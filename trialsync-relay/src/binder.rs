// SPDX-FileCopyrightText: 2026 Mattia Egloff <mattia.egloff@pm.me>
//
// SPDX-License-Identifier: GPL-3.0-or-later

//! Device Identity Binder
//!
//! Binds one device to each enrolled patient and re-verifies the presented
//! device on every sync request, independently of token validity.
//!
//! Every refusal is written to the audit log before the outcome is returned,
//! so the entry exists even if the response never reaches the client. The
//! expected device id goes to the audit log only.

use std::sync::Arc;

use rusqlite::{params, Connection, OptionalExtension, TransactionBehavior};
use thiserror::Error;
use time::OffsetDateTime;
use trialsync_core::temporal::Clock;

use crate::audit::{AuditKind, AuditRecord, AuditStore};
use crate::db::{to_instant, RelayDb};
use crate::error::RelayError;
use crate::tokens::{insert_token, TokenRegistry, TokenStatus};

/// A patient's device binding. Immutable once created, except for the
/// one-time study start approval.
#[derive(Debug, Clone, PartialEq, Eq)]
pub struct EnrollmentBinding {
    pub patient_id: String,
    pub device_id: String,
    /// Token issued at enrollment.
    pub token_id: String,
    pub bound_at: OffsetDateTime,
    pub study_start_approved_at: Option<OffsetDateTime>,
}

/// Result of verifying a sync request.
#[derive(Debug, Clone, PartialEq, Eq)]
pub enum VerifyOutcome {
    Verified { patient_id: String },
    /// Carries nothing about the bound device.
    DeviceMismatch,
    TokenRevoked,
}

#[derive(Error, Debug)]
pub enum BinderError {
    #[error("a different device is already bound to this patient")]
    EnrollmentConflict,

    #[error("patient is not enrolled")]
    NotEnrolled,

    #[error("Storage error: {0}")]
    Storage(#[from] RelayError),

    #[error("audit write failed: {0}")]
    Audit(RelayError),
}

impl From<rusqlite::Error> for BinderError {
    fn from(err: rusqlite::Error) -> Self {
        BinderError::Storage(RelayError::Database(err))
    }
}

pub struct DeviceBinder {
    db: Arc<RelayDb>,
    tokens: TokenRegistry,
    audit: Arc<dyn AuditStore>,
    clock: Arc<dyn Clock>,
}

impl DeviceBinder {
    pub fn new(
        db: Arc<RelayDb>,
        tokens: TokenRegistry,
        audit: Arc<dyn AuditStore>,
        clock: Arc<dyn Clock>,
    ) -> Self {
        DeviceBinder {
            db,
            tokens,
            audit,
            clock,
        }
    }

    /// Binds `device_id` to `patient_id` and issues the enrollment token.
    ///
    /// Binding the already bound device again returns the existing binding.
    /// Any other device fails with [`BinderError::EnrollmentConflict`].
    pub fn bind(
        &self,
        patient_id: &str,
        device_id: &str,
    ) -> Result<EnrollmentBinding, BinderError> {
        let now = self.clock.now();
        let mut conn = self.db.conn();
        let tx = conn.transaction_with_behavior(TransactionBehavior::Immediate)?;

        if let Some(existing) = load_binding(&tx, patient_id)? {
            return if existing.device_id == device_id {
                Ok(existing)
            } else {
                tracing::warn!(patient_id, "enrollment conflict");
                Err(BinderError::EnrollmentConflict)
            };
        }

        let token_id = insert_token(&tx, patient_id, now)?;
        tx.execute(
            "INSERT INTO bindings (patient_id, device_id, token_id, bound_at)
             VALUES (?1, ?2, ?3, ?4)",
            params![patient_id, device_id, token_id, now.unix_timestamp()],
        )?;
        tx.commit()?;

        tracing::info!(patient_id, "device bound");
        Ok(EnrollmentBinding {
            patient_id: patient_id.to_string(),
            device_id: device_id.to_string(),
            token_id,
            bound_at: to_instant(now.unix_timestamp())?,
            study_start_approved_at: None,
        })
    }

    /// Resolves `token_id` and compares the presented device with the bound
    /// one. A valid, unrevoked token is still refused for the wrong device.
    pub fn verify(
        &self,
        token_id: &str,
        presented_device_id: &str,
    ) -> Result<VerifyOutcome, BinderError> {
        let patient_id = match self.tokens.resolve(token_id)? {
            TokenStatus::Active { patient_id } => patient_id,
            TokenStatus::Revoked { patient_id, .. } => {
                self.record(
                    AuditKind::TokenRevoked,
                    token_id,
                    presented_device_id,
                    None,
                    Some(patient_id),
                )?;
                return Ok(VerifyOutcome::TokenRevoked);
            }
            TokenStatus::Unknown => {
                self.record(
                    AuditKind::TokenRevoked,
                    token_id,
                    presented_device_id,
                    None,
                    None,
                )?;
                return Ok(VerifyOutcome::TokenRevoked);
            }
        };

        let bound = self.binding(&patient_id)?.map(|b| b.device_id);
        if bound.as_deref() == Some(presented_device_id) {
            return Ok(VerifyOutcome::Verified { patient_id });
        }

        self.record(
            AuditKind::DeviceMismatch,
            token_id,
            presented_device_id,
            bound,
            Some(patient_id),
        )?;
        Ok(VerifyOutcome::DeviceMismatch)
    }

    fn record(
        &self,
        kind: AuditKind,
        token_id: &str,
        presented_device_id: &str,
        expected_device_id: Option<String>,
        patient_id: Option<String>,
    ) -> Result<(), BinderError> {
        let record = AuditRecord {
            kind,
            token_id: token_id.to_string(),
            presented_device_id: presented_device_id.to_string(),
            expected_device_id,
            patient_id,
            at: self.clock.now(),
        };
        self.audit.append(&record).map_err(BinderError::Audit)?;

        match kind {
            AuditKind::DeviceMismatch => {
                tracing::warn!(token_id, presented_device_id, "device mismatch")
            }
            AuditKind::TokenRevoked => {
                tracing::warn!(token_id, presented_device_id, "revoked or unknown token")
            }
        }
        Ok(())
    }

    /// Records the study start approval. Only the first approval is kept.
    pub fn approve_study_start(
        &self,
        patient_id: &str,
        approved_at: OffsetDateTime,
    ) -> Result<EnrollmentBinding, BinderError> {
        let conn = self.db.conn();
        let updated = conn.execute(
            "UPDATE bindings SET study_start_approved_at = ?2
             WHERE patient_id = ?1 AND study_start_approved_at IS NULL",
            params![patient_id, approved_at.unix_timestamp()],
        )?;
        let binding = load_binding(&conn, patient_id)?.ok_or(BinderError::NotEnrolled)?;
        if updated > 0 {
            tracing::info!(patient_id, "study start approved");
        }
        Ok(binding)
    }

    pub fn binding(&self, patient_id: &str) -> Result<Option<EnrollmentBinding>, BinderError> {
        Ok(load_binding(&self.db.conn(), patient_id)?)
    }

    /// Issues a further token for an enrolled patient, as on login.
    pub fn issue_token(&self, patient_id: &str) -> Result<String, BinderError> {
        if self.binding(patient_id)?.is_none() {
            return Err(BinderError::NotEnrolled);
        }
        Ok(self.tokens.issue(patient_id, self.clock.now())?)
    }

    pub fn revoke_token(&self, token_id: &str) -> Result<bool, BinderError> {
        let revoked = self.tokens.revoke(token_id, self.clock.now())?;
        if revoked {
            tracing::info!(token_id, "token revoked");
        }
        Ok(revoked)
    }

    pub fn audit(&self) -> &Arc<dyn AuditStore> {
        &self.audit
    }
}

fn load_binding(
    conn: &Connection,
    patient_id: &str,
) -> Result<Option<EnrollmentBinding>, RelayError> {
    let row = conn
        .query_row(
            "SELECT device_id, token_id, bound_at, study_start_approved_at
             FROM bindings WHERE patient_id = ?1",
            params![patient_id],
            |row| {
                Ok((
                    row.get::<_, String>(0)?,
                    row.get::<_, String>(1)?,
                    row.get::<_, i64>(2)?,
                    row.get::<_, Option<i64>>(3)?,
                ))
            },
        )
        .optional()?;

    let Some((device_id, token_id, bound_at, approved_at)) = row else {
        return Ok(None);
    };
    Ok(Some(EnrollmentBinding {
        patient_id: patient_id.to_string(),
        device_id,
        token_id,
        bound_at: to_instant(bound_at)?,
        study_start_approved_at: approved_at.map(to_instant).transpose()?,
    }))
}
= = =
**The task**
Take the lines above from the one containing "different device is" down to the one containing "return if existing.device_id", and transcribe them exactly, both ends included.

**Solution to this exercise**
    #[error("a different device is already bound to this patient")]
    EnrollmentConflict,

    #[error("patient is not enrolled")]
    NotEnrolled,

    #[error("Storage error: {0}")]
    Storage(#[from] RelayError),

    #[error("audit write failed: {0}")]
    Audit(RelayError),
}

impl From<rusqlite::Error> for BinderError {
    fn from(err: rusqlite::Error) -> Self {
        BinderError::Storage(RelayError::Database(err))
    }
}

pub struct DeviceBinder {
    db: Arc<RelayDb>,
    tokens: TokenRegistry,
    audit: Arc<dyn AuditStore>,
    clock: Arc<dyn Clock>,
}

impl DeviceBinder {
    pub fn new(
        db: Arc<RelayDb>,
        tokens: TokenRegistry,
        audit: Arc<dyn AuditStore>,
        clock: Arc<dyn Clock>,
    ) -> Self {
        DeviceBinder {
            db,
            tokens,
            audit,
            clock,
        }
    }

    /// Binds `device_id` to `patient_id` and issues the enrollment token.
    ///
    /// Binding the already bound device again returns the existing binding.
    /// Any other device fails with [`BinderError::EnrollmentConflict`].
    pub fn bind(
        &self,
        patient_id: &str,
        device_id: &str,
    ) -> Result<EnrollmentBinding, BinderError> {
        let now = self.clock.now();
        let mut conn = self.db.conn();
        let tx = conn.transaction_with_behavior(TransactionBehavior::Immediate)?;

        if let Some(existing) = load_binding(&tx, patient_id)? {
            return if existing.device_id == device_id {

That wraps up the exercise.